[Collected data]
//! # Progress/Result Presenter
//!
//! Pure rendering of a progress snapshot into a displayable report. No
//! decisions, no side effects, no access to live run state — callers feed
//! it snapshots from the progress feed or from `BulkExecutor::snapshot()`.

use crate::orchestration::types::ProgressSnapshot;
use crate::state_machine::RunStatus;
use serde::{Deserialize, Serialize};

/// Renderable summary of a run, derived entirely from one snapshot
#[derive(Debug, Clone, PartialEq, Serialize, Deserialize)]
pub struct RunReport {
    pub status_line: String,
    pub completed: usize,
    pub failed: usize,
    pub remaining: usize,
    pub percentage: u8,
    /// `"<label>: <message>"` per failed item, in completion order
    pub error_lines: Vec<String>,
}

/// Render a snapshot. The three terminal outcomes stay distinguishable:
/// a clean completion, a completion with failures, and a user cancellation
/// each get their own status line.
pub fn render_report(snapshot: &ProgressSnapshot) -> RunReport {
    let completed = snapshot.completed.len();
    let failed = snapshot.failed.len();
    let remaining = snapshot.total.saturating_sub(snapshot.current);

    let status_line = match snapshot.status {
        RunStatus::Idle => "Idle".to_string(),
        RunStatus::Running => format!(
            "Processing {} of {} items",
            snapshot.current, snapshot.total
        ),
        RunStatus::Paused => format!("Paused at {} of {} items", snapshot.current, snapshot.total),
        RunStatus::Completed => format!("Completed cleanly: {} items processed", snapshot.total),
        RunStatus::Error => match failed {
            1 => "Completed with 1 error".to_string(),
            n => format!("Completed with {n} errors"),
        },
        RunStatus::Cancelled => format!(
            "Cancelled by user: {} of {} items processed",
            snapshot.current, snapshot.total
        ),
    };

    let error_lines = snapshot
        .errors
        .iter()
        .map(|e| format!("{}: {}", e.label, e.message))
        .collect();

    RunReport {
        status_line,
        completed,
        failed,
        remaining,
        percentage: snapshot.percentage,
        error_lines,
    }
}
impl Default for ServerConfig {
    fn default() -> Self {
        Self {
            bind_address: IpAddr::V4(Ipv4Addr::UNSPECIFIED),
            listen_port: crate::DEFAULT_LISTEN_PORT,
            shared_dir: PathBuf::from("shared_files"),
            worker_pool_size: crate::DEFAULT_WORKER_POOL_SIZE,
            shutdown_grace: crate::DEFAULT_SHUTDOWN_GRACE,
            idle_timeout: None,
        }
    }
}

/// Outbound client configuration options.
#[derive(Debug, Clone, Serialize, Deserialize)]
#[serde(default)]
pub struct ClientConfig {
    /// Folder downloads are written to
    pub download_dir: PathBuf,
    /// Name sent in `HELLO`
    pub peer_name: String,
}

impl Default for ClientConfig {
    fn default() -> Self {
        Self {
            download_dir: PathBuf::from("downloads"),
            peer_name: hostname::get().map_or_else(
                |_| "PeerLink Peer".to_string(),
                |h| h.to_string_lossy().to_string(),
            ),
        }
    }
}

/// File catalog configuration options.
#[derive(Debug, Clone, Default, Serialize, Deserialize)]
#[serde(default)]
pub struct CatalogConfig {
    /// JSON catalog file; the default data directory is used when unset
    #[serde(skip_serializing_if = "Option::is_none")]
    pub path: Option<PathBuf>,
}

impl Config {
    /// Load configuration from the default location.
    ///
    /// If the configuration file doesn't exist, returns the default configuration.
    ///
    /// # Errors
    ///
    /// Returns an error if the configuration file exists but cannot be read or parsed.
    pub fn load() -> Result<Self> {
        Self::load_from(&Self::config_path())
    }

    /// Load configuration from a specific file, falling back to defaults if
    /// it does not exist.
    ///
    /// # Errors
    ///
    /// Returns an error if the file exists but cannot be read or parsed.
    pub fn load_from(path: &Path) -> Result<Self> {
        if !path.exists() {
            tracing::debug!("No config at {}, using defaults", path.display());
            return Ok(Self::default());
        }

        let content = std::fs::read_to_string(path)
            .map_err(|e| Error::ConfigError(format!("Failed to read config: {e}")))?;

        toml::from_str(&content)
            .map_err(|e| Error::ConfigError(format!("Failed to parse config: {e}")))
    }

    /// Save configuration to the default location.
    ///
    /// Creates the configuration directory if it doesn't exist.
    ///
    /// # Errors
    ///
    /// Returns an error if the configuration cannot be written.
    pub fn save(&self) -> Result<()> {
        self.save_to(&Self::config_path())
    }

    /// Save configuration to a specific file.
    ///
    /// # Errors
    ///
    /// Returns an error if the configuration cannot be written.
    pub fn save_to(&self, path: &Path) -> Result<()> {
        if let Some(parent) = path.parent().filter(|p| !p.as_os_str().is_empty()) {
            std::fs::create_dir_all(parent).map_err(|e| {
                Error::ConfigError(format!("Failed to create config directory: {e}"))
            })?;
        }

        let content = toml::to_string_pretty(self)
            .map_err(|e| Error::ConfigError(format!("Failed to serialize config: {e}")))?;

        std::fs::write(path, content)
            .map_err(|e| Error::ConfigError(format!("Failed to write config: {e}")))
    }

    /// Check values that would make a component unusable.
    ///
    /// # Errors
    ///
    /// Returns [`Error::InvalidConfig`] naming the offending key.
    pub fn validate(&self) -> Result<()> {
        if self.server.worker_pool_size == 0 {
            return Err(Error::InvalidConfig {
                key: "server.worker_pool_size".to_string(),
                reason: "must be at least 1".to_string(),
            });
        }

        if self.server.listen_port != 0 && self.network.discovery_port == self.server.listen_port {
            return Err(Error::InvalidConfig {
                key: "network.discovery_port".to_string(),
                reason: format!(
                    "must differ from server.listen_port ({})",
                    self.server.listen_port
                ),
            });
        }

        Ok(())
    }

    /// Discovery settings derived from the network and server sections.
    #[must_use]
    pub fn discovery_config(&self) -> DiscoveryConfig {
        DiscoveryConfig {
            port: self.network.discovery_port,
            broadcast_address: self.network.broadcast_address,
            timeout: self.network.discovery_timeout,
        }
    }

    /// Catalog file in use: the configured path or the default location.
    #[must_use]
    pub fn catalog_path(&self) -> Option<PathBuf> {
        self.catalog
            .path
            .clone()
            .or_else(crate::catalog::CatalogStore::default_path)
    }

    /// Get the default configuration directory path.
    #[must_use]
    pub fn config_dir() -> Option<PathBuf> {
        directories::ProjectDirs::from("com", "peerlink", "PeerLink")
            .map(|dirs| dirs.config_dir().to_path_buf())
    }

    /// Get the full path to the configuration file.
    #[must_use]
    pub fn config_path() -> PathBuf {
        Self::config_dir()
            .unwrap_or_else(|| PathBuf::from("."))
            .join("config.toml")
    }
}
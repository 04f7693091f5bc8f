//! Serve command implementation.

use std::path::PathBuf;
use std::sync::Arc;

use anyhow::{Context, Result};

use peerlink_core::catalog::{scan_directory, CatalogStore, MemoryCatalog};
use peerlink_core::config::Config;
use peerlink_core::discovery::DiscoveryResponder;
use peerlink_core::file::{ensure_shared_dir, format_size};
use peerlink_core::server::PeerListener;

use super::ServeArgs;
use crate::ui::rule;

/// Run the serve command.
pub async fn run(args: ServeArgs, mut config: Config) -> Result<()> {
    if let Some(port) = args.port {
        config.server.listen_port = port;
    }
    if let Some(dir) = args.shared_dir {
        config.server.shared_dir = dir;
    }
    config.validate().context("Invalid server settings")?;

    let shared_dir = config.server.shared_dir.clone();
    ensure_shared_dir(&shared_dir)
        .await
        .with_context(|| format!("Failed to prepare {}", shared_dir.display()))?;

    let catalog = build_catalog(shared_dir.clone(), args.catalog.or(config.catalog.path.clone()))
        .await?;
    let total: u64 = catalog.entries()?.iter().map(|e| e.size).sum();
    let file_count = catalog.len();

    let mut listener = PeerListener::start(config.server.clone(), Arc::new(catalog))
        .await
        .context("Failed to start peer listener")?;

    let responder = if args.no_discovery {
        None
    } else {
        Some(
            DiscoveryResponder::bind(config.network.discovery_port, listener.port())
                .await
                .context("Failed to start discovery responder")?,
        )
    };

    println!();
    println!("PeerLink v{}", peerlink_core::VERSION);
    println!("{}", rule());
    println!("  Listening:  {}", listener.local_addr());
    println!("  Sharing:    {}", shared_dir.display());
    println!("  Catalog:    {} files ({})", file_count, format_size(total));
    match &responder {
        Some(r) => println!("  Discovery:  UDP {}", r.local_addr().port()),
        None => println!("  Discovery:  off"),
    }
    println!("{}", rule());
    println!("  Press Ctrl+C to stop.");
    println!();

    tokio::signal::ctrl_c()
        .await
        .context("Failed to listen for Ctrl+C")?;

    println!();
    println!("Shutting down...");

    if let Some(responder) = &responder {
        responder.stop().await;
    }
    let report = listener.stop().await;

    if report.aborted > 0 {
        println!(
            "  Closed {} connections, aborted {} still busy.",
            report.drained, report.aborted
        );
    } else {
        println!("  Closed {} connections.", report.drained);
    }

    Ok(())
}

/// Hash the shared folder and merge it over the catalog file, if any.
async fn build_catalog(shared_dir: PathBuf, catalog_file: Option<PathBuf>) -> Result<MemoryCatalog> {
    let scanned = tokio::task::spawn_blocking(move || scan_directory(&shared_dir))
        .await
        .context("Catalog scan task failed")?
        .context("Failed to scan shared folder")?;

    let mut store = match catalog_file {
        Some(path) => CatalogStore::load_from(&path)
            .with_context(|| format!("Failed to load catalog {}", path.display()))?,
        None => CatalogStore::new("catalog.json"),
    };

    tracing::debug!(
        "Merging {} scanned files into {} catalog entries",
        scanned.len(),
        store.entries().len()
    );
    store.merge(scanned);

    Ok(store.to_memory())
}
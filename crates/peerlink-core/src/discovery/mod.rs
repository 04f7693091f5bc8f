//! LAN peer discovery over UDP broadcast.
//!
//! ## Protocol
//!
//! - Port: 8888 (UDP)
//! - Request: the datagram `DISCOVER`, sent to the broadcast address
//! - Reply: `PEER:<listening port>`, sent back to the requester
//!
//! A requester collects replies for a fixed window and builds a peer address
//! from each reply's source IP and announced port. Replies carry no identity,
//! so a peer with several interfaces may appear more than once.

use std::net::{IpAddr, Ipv4Addr, SocketAddr};
use std::sync::Arc;
use std::time::{Duration, Instant};

use tokio::net::UdpSocket;
use tokio::sync::{broadcast, Mutex};

use crate::error::{Error, Result};
use crate::peer::PeerAddress;

/// Discovery request payload.
pub const DISCOVER_REQUEST: &str = "DISCOVER";

/// Prefix of a discovery reply.
pub const PEER_REPLY_PREFIX: &str = "PEER:";

/// Largest datagram either side reads.
const MAX_DATAGRAM: usize = 1024;

/// Requester settings.
#[derive(Debug, Clone, PartialEq, Eq)]
pub struct DiscoveryConfig {
    /// Port responders listen on
    pub port: u16,
    /// Where the request is sent
    pub broadcast_address: IpAddr,
    /// How long replies are collected
    pub timeout: Duration,
}

impl Default for DiscoveryConfig {
    fn default() -> Self {
        Self {
            port: crate::DEFAULT_DISCOVERY_PORT,
            broadcast_address: IpAddr::V4(Ipv4Addr::BROADCAST),
            timeout: crate::DEFAULT_DISCOVERY_TIMEOUT,
        }
    }
}

/// Create a UDP socket with address reuse (and broadcast when requested).
fn bind_udp(addr: SocketAddr, broadcast: bool) -> Result<UdpSocket> {
    let bind = || -> std::io::Result<UdpSocket> {
        let socket = socket2::Socket::new(
            socket2::Domain::for_address(addr),
            socket2::Type::DGRAM,
            Some(socket2::Protocol::UDP),
        )?;

        if broadcast {
            socket.set_broadcast(true)?;
        }
        socket.set_reuse_address(true)?;

        #[cfg(target_os = "macos")]
        socket.set_reuse_port(true)?;

        socket.bind(&addr.into())?;
        socket.set_nonblocking(true)?;

        let std_socket: std::net::UdpSocket = socket.into();
        UdpSocket::from_std(std_socket)
    };

    bind().map_err(|source| Error::BindFailed { addr, source })
}

/// Parse a `PEER:<port>` reply.
pub fn parse_peer_reply(payload: &[u8]) -> Option<u16> {
    std::str::from_utf8(payload)
        .ok()?
        .trim()
        .strip_prefix(PEER_REPLY_PREFIX)?
        .trim()
        .parse()
        .ok()
}

/// Broadcast a discovery request and collect replies for the full window.
///
/// Always waits `config.timeout`, even if no peer answers. Duplicate replies
/// are kept.
///
/// # Errors
///
/// Returns [`Error::BindFailed`] if no socket can be opened, or
/// [`Error::BroadcastFailed`] if the request cannot be sent.
pub async fn discover_peers(config: &DiscoveryConfig) -> Result<Vec<PeerAddress>> {
    let unspecified = match config.broadcast_address {
        IpAddr::V4(_) => IpAddr::V4(Ipv4Addr::UNSPECIFIED),
        IpAddr::V6(_) => IpAddr::V6(std::net::Ipv6Addr::UNSPECIFIED),
    };
    let socket = bind_udp(SocketAddr::new(unspecified, 0), true)?;

    let target = SocketAddr::new(config.broadcast_address, config.port);
    socket
        .send_to(DISCOVER_REQUEST.as_bytes(), target)
        .await
        .map_err(|e| Error::BroadcastFailed(format!("{target}: {e}")))?;
    tracing::debug!("Sent discovery request to {}", target);

    let deadline = Instant::now() + config.timeout;
    let mut peers = Vec::new();
    let mut buf = [0u8; MAX_DATAGRAM];

    loop {
        let remaining = deadline.saturating_duration_since(Instant::now());
        if remaining.is_zero() {
            break;
        }

        match tokio::time::timeout(remaining, socket.recv_from(&mut buf)).await {
            Ok(Ok((len, source))) => match parse_peer_reply(&buf[..len]) {
                Some(port) => {
                    let peer = PeerAddress::new(source.ip().to_string(), port);
                    tracing::debug!("Found peer {}", peer);
                    peers.push(peer);
                }
                None => {
                    tracing::debug!("Ignoring malformed discovery reply from {}", source);
                }
            },
            Ok(Err(e)) => {
                tracing::debug!("Error receiving discovery reply: {}", e);
            }
            Err(_) => break,
        }
    }

    tracing::info!("Discovery found {} peers", peers.len());
    Ok(peers)
}

/// Answers discovery requests on behalf of a running listener.
#[derive(Debug)]
pub struct DiscoveryResponder {
    local_addr: SocketAddr,
    listening_port: u16,
    shutdown_tx: broadcast::Sender<()>,
    is_active: Arc<Mutex<bool>>,
}

impl DiscoveryResponder {
    /// Bind the discovery `port` and reply `PEER:<listening_port>` to every
    /// `DISCOVER` datagram until stopped.
    ///
    /// # Errors
    ///
    /// Returns [`Error::BindFailed`] if the port cannot be bound.
    pub async fn bind(port: u16, listening_port: u16) -> Result<Self> {
        let socket = bind_udp(SocketAddr::new(IpAddr::V4(Ipv4Addr::UNSPECIFIED), port), false)?;
        let local_addr = socket.local_addr()?;

        let (shutdown_tx, mut shutdown_rx) = broadcast::channel(1);
        let is_active = Arc::new(Mutex::new(true));
        let active = Arc::clone(&is_active);

        tracing::info!(
            "Discovery responder on {} announcing port {}",
            local_addr,
            listening_port
        );

        tokio::spawn(async move {
            let reply = format!("{PEER_REPLY_PREFIX}{listening_port}");
            let mut buf = [0u8; MAX_DATAGRAM];

            loop {
                tokio::select! {
                    received = socket.recv_from(&mut buf) => match received {
                        Ok((len, source)) => {
                            if &buf[..len] != DISCOVER_REQUEST.as_bytes() {
                                tracing::debug!("Ignoring datagram from {}", source);
                                continue;
                            }
                            tracing::debug!("Discovery request from {}", source);
                            if let Err(e) = socket.send_to(reply.as_bytes(), source).await {
                                tracing::warn!("Failed to answer {}: {}", source, e);
                            }
                        }
                        Err(e) => {
                            tracing::warn!("Error receiving UDP packet: {}", e);
                        }
                    },
                    _ = shutdown_rx.recv() => {
                        tracing::debug!("Discovery responder received shutdown signal");
                        break;
                    }
                }
            }

            *active.lock().await = false;
        });

        Ok(Self {
            local_addr,
            listening_port,
            shutdown_tx,
            is_active,
        })
    }

    /// Address the responder is bound to.
    pub const fn local_addr(&self) -> SocketAddr {
        self.local_addr
    }

    /// Port announced in replies.
    pub const fn listening_port(&self) -> u16 {
        self.listening_port
    }

    /// Stop answering and wait for the responder task to exit.
    pub async fn stop(&self) {
        let _ = self.shutdown_tx.send(());
        while *self.is_active.lock().await {
            tokio::time::sleep(Duration::from_millis(10)).await;
        }
    }

    /// Check if the responder is still answering.
    pub async fn is_active(&self) -> bool {
        *self.is_active.lock().await
    }
}

impl Drop for DiscoveryResponder {
    fn drop(&mut self) {
        let _ = self.shutdown_tx.send(());
    }
}

#[cfg(test)]
mod tests {
    use super::*;

    fn loopback_config(port: u16, timeout: Duration) -> DiscoveryConfig {
        DiscoveryConfig {
            port,
            broadcast_address: IpAddr::V4(Ipv4Addr::LOCALHOST),
            timeout,
        }
    }

    #[test]
    fn test_parse_peer_reply() {
        assert_eq!(parse_peer_reply(b"PEER:8000"), Some(8000));
        assert_eq!(parse_peer_reply(b"PEER: 8001\n"), Some(8001));
        assert_eq!(parse_peer_reply(b"PEER:"), None);
        assert_eq!(parse_peer_reply(b"PEER:99999"), None);
        assert_eq!(parse_peer_reply(b"HELLO:8000"), None);
        assert_eq!(parse_peer_reply(&[0xff, 0xfe]), None);
    }

    #[tokio::test]
    async fn test_responder_start_stop() {
        let responder = DiscoveryResponder::bind(0, 8000).await.expect("bind responder");
        assert!(responder.is_active().await);
        assert_ne!(responder.local_addr().port(), 0);

        responder.stop().await;
        assert!(!responder.is_active().await);
    }

    #[tokio::test]
    async fn test_discovery_loopback() {
        let responder = DiscoveryResponder::bind(0, 9123).await.expect("bind responder");
        let config = loopback_config(responder.local_addr().port(), Duration::from_millis(500));

        let peers = discover_peers(&config).await.expect("discover");
        responder.stop().await;

        assert_eq!(peers, vec![PeerAddress::new("127.0.0.1", 9123)]);
    }

    #[tokio::test]
    async fn test_responder_ignores_other_payloads() {
        let responder = DiscoveryResponder::bind(0, 9124).await.expect("bind responder");
        let target = SocketAddr::new(IpAddr::V4(Ipv4Addr::LOCALHOST), responder.local_addr().port());

        let socket = UdpSocket::bind("127.0.0.1:0").await.unwrap();
        socket.send_to(b"discover", target).await.unwrap();
        socket.send_to(b"DISCOVER-ME", target).await.unwrap();

        let mut buf = [0u8; 64];
        let result =
            tokio::time::timeout(Duration::from_millis(300), socket.recv_from(&mut buf)).await;
        assert!(result.is_err(), "responder should not answer");

        socket.send_to(b"DISCOVER", target).await.unwrap();
        let (len, _) = tokio::time::timeout(Duration::from_secs(2), socket.recv_from(&mut buf))
            .await
            .expect("reply")
            .unwrap();
        assert_eq!(&buf[..len], b"PEER:9124");

        responder.stop().await;
    }

    #[tokio::test]
    async fn test_no_responders_waits_full_window() {
        let unused = UdpSocket::bind("127.0.0.1:0").await.unwrap();
        let port = unused.local_addr().unwrap().port();
        drop(unused);

        let window = Duration::from_millis(300);
        let started = Instant::now();
        let peers = discover_peers(&loopback_config(port, window)).await.expect("discover");

        assert!(peers.is_empty());
        assert!(started.elapsed() >= window);
    }

    #[tokio::test]
    #[ignore = "UDP broadcast unreliable in CI environments (especially macOS)"]
    async fn test_discovery_broadcast() {
        let port = 52600 + (std::process::id() % 100) as u16;
        let responder = DiscoveryResponder::bind(port, 9125).await.expect("bind responder");

        let config = DiscoveryConfig {
            port,
            timeout: Duration::from_secs(1),
            ..DiscoveryConfig::default()
        };
        let peers = discover_peers(&config).await.expect("discover");
        responder.stop().await;

        assert!(peers.iter().any(|p| p.port == 9125));
    }
}
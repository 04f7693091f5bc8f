//! CLI command definitions and handlers.

use std::path::{Path, PathBuf};

use anyhow::{Context, Result};
use clap::{Parser, Subcommand};

use peerlink_core::config::Config;
use peerlink_core::PeerAddress;

pub mod catalog;
pub mod exchange;
pub mod get;
pub mod scan;
pub mod serve;

/// Load configuration from `path`, or from the default location.
///
/// A missing file yields the defaults; a malformed or invalid one is an error.
pub fn load_config(path: Option<&Path>) -> Result<Config> {
    let config = match path {
        Some(path) => Config::load_from(path)
            .with_context(|| format!("Failed to load config from {}", path.display()))?,
        None => Config::load().context("Failed to load config")?,
    };
    config.validate().context("Invalid configuration")?;
    Ok(config)
}

/// PeerLink - peer-to-peer file exchange on the local network
#[derive(Parser)]
#[command(name = "peerlink")]
#[command(author, version, about, long_about = None)]
#[command(propagate_version = true)]
pub struct Cli {
    /// The command to execute
    #[command(subcommand)]
    pub command: Command,

    /// Enable debug logging
    #[arg(short, long, global = true)]
    pub verbose: bool,

    /// Configuration file (defaults to the platform config directory)
    #[arg(long, global = true, env = "PEERLINK_CONFIG")]
    pub config: Option<PathBuf>,
}

/// Available commands
#[derive(Subcommand)]
pub enum Command {
    /// Serve a shared folder and answer discovery requests
    Serve(ServeArgs),

    /// Find peers on the local network
    Scan(ScanArgs),

    /// Check that a peer answers
    Ping(PeerArgs),

    /// Greet a peer
    Hello(HelloArgs),

    /// Show a peer's port, status and file count
    Info(PeerArgs),

    /// List a peer's shared files
    List(ListArgs),

    /// Download and verify a file from a peer
    Get(GetArgs),

    /// Hash a directory into a catalog file
    Catalog(CatalogArgs),
}

/// Arguments for the serve command
#[derive(Parser)]
pub struct ServeArgs {
    /// Listening port (TCP)
    #[arg(short, long)]
    pub port: Option<u16>,

    /// Folder to share
    #[arg(short, long)]
    pub shared_dir: Option<PathBuf>,

    /// Catalog file merged with the scanned shared folder
    #[arg(short, long)]
    pub catalog: Option<PathBuf>,

    /// Do not answer discovery requests
    #[arg(long)]
    pub no_discovery: bool,
}

/// Arguments for the scan command
#[derive(Parser)]
pub struct ScanArgs {
    /// How long to collect replies (e.g., 3s, 10s)
    #[arg(short, long)]
    pub timeout: Option<String>,

    /// Output in JSON format
    #[arg(long)]
    pub json: bool,
}

/// Arguments shared by single-exchange commands
#[derive(Parser)]
pub struct PeerArgs {
    /// Peer address (host, host:port, [v6]:port)
    #[arg(value_parser = parse_peer)]
    pub peer: PeerAddress,
}

/// Arguments for the hello command
#[derive(Parser)]
pub struct HelloArgs {
    /// Peer address
    #[arg(value_parser = parse_peer)]
    pub peer: PeerAddress,

    /// Name to introduce yourself with (defaults to client.peer_name)
    #[arg(short, long)]
    pub name: Option<String>,
}

/// Arguments for the list command
#[derive(Parser)]
pub struct ListArgs {
    /// Peer address
    #[arg(value_parser = parse_peer)]
    pub peer: PeerAddress,

    /// Output in JSON format
    #[arg(long)]
    pub json: bool,
}

/// Arguments for the get command
#[derive(Parser)]
pub struct GetArgs {
    /// Peer address
    #[arg(value_parser = parse_peer)]
    pub peer: PeerAddress,

    /// Name of the file to download
    pub file_name: String,

    /// Output directory (defaults to client.download_dir)
    #[arg(short, long)]
    pub output: Option<PathBuf>,

    /// Catalog file holding the expected hash
    #[arg(short, long)]
    pub catalog: Option<PathBuf>,

    /// Suppress progress output
    #[arg(short, long)]
    pub quiet: bool,
}

/// Arguments for the catalog command
#[derive(Parser)]
pub struct CatalogArgs {
    /// Directory to hash
    pub dir: PathBuf,

    /// Catalog file to write (defaults to catalog.path)
    #[arg(short, long)]
    pub output: Option<PathBuf>,

    /// Replace the catalog instead of merging into it
    #[arg(long)]
    pub replace: bool,
}

fn parse_peer(s: &str) -> std::result::Result<PeerAddress, String> {
    PeerAddress::parse(s).map_err(|e| e.to_string())
}

#[cfg(test)]
mod tests {
    use super::*;

    #[test]
    fn test_cli_definition() {
        use clap::CommandFactory;
        Cli::command().debug_assert();
    }

    #[test]
    fn test_parse_get() {
        let cli = Cli::try_parse_from([
            "peerlink",
            "get",
            "192.168.1.20:9000",
            "report.pdf",
            "--output",
            "in",
        ])
        .unwrap();

        let Command::Get(args) = cli.command else {
            panic!("expected get");
        };
        assert_eq!(args.peer, PeerAddress::new("192.168.1.20", 9000));
        assert_eq!(args.file_name, "report.pdf");
        assert_eq!(args.output, Some(PathBuf::from("in")));
        assert!(args.catalog.is_none());
    }

    #[test]
    fn test_parse_peer_default_port() {
        let cli = Cli::try_parse_from(["peerlink", "ping", "10.0.0.5"]).unwrap();
        let Command::Ping(args) = cli.command else {
            panic!("expected ping");
        };
        assert_eq!(args.peer.port, peerlink_core::DEFAULT_LISTEN_PORT);
    }

    #[test]
    fn test_rejects_bad_peer() {
        assert!(Cli::try_parse_from(["peerlink", "info", "host:notaport"]).is_err());
    }

    #[test]
    fn test_global_verbose() {
        let cli = Cli::try_parse_from(["peerlink", "scan", "--json", "-v"]).unwrap();
        assert!(cli.verbose);
        assert!(matches!(cli.command, Command::Scan(ScanArgs { json: true, .. })));
    }
}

[ASSIGNED TASK]: Could you return all lines from the records that include the word "current"?

[WORKED SOLUTION]:
    let remaining = snapshot.total.saturating_sub(snapshot.current);
            snapshot.current, snapshot.total
        RunStatus::Paused => format!("Paused at {} of {} items", snapshot.current, snapshot.total),
            snapshot.current, snapshot.total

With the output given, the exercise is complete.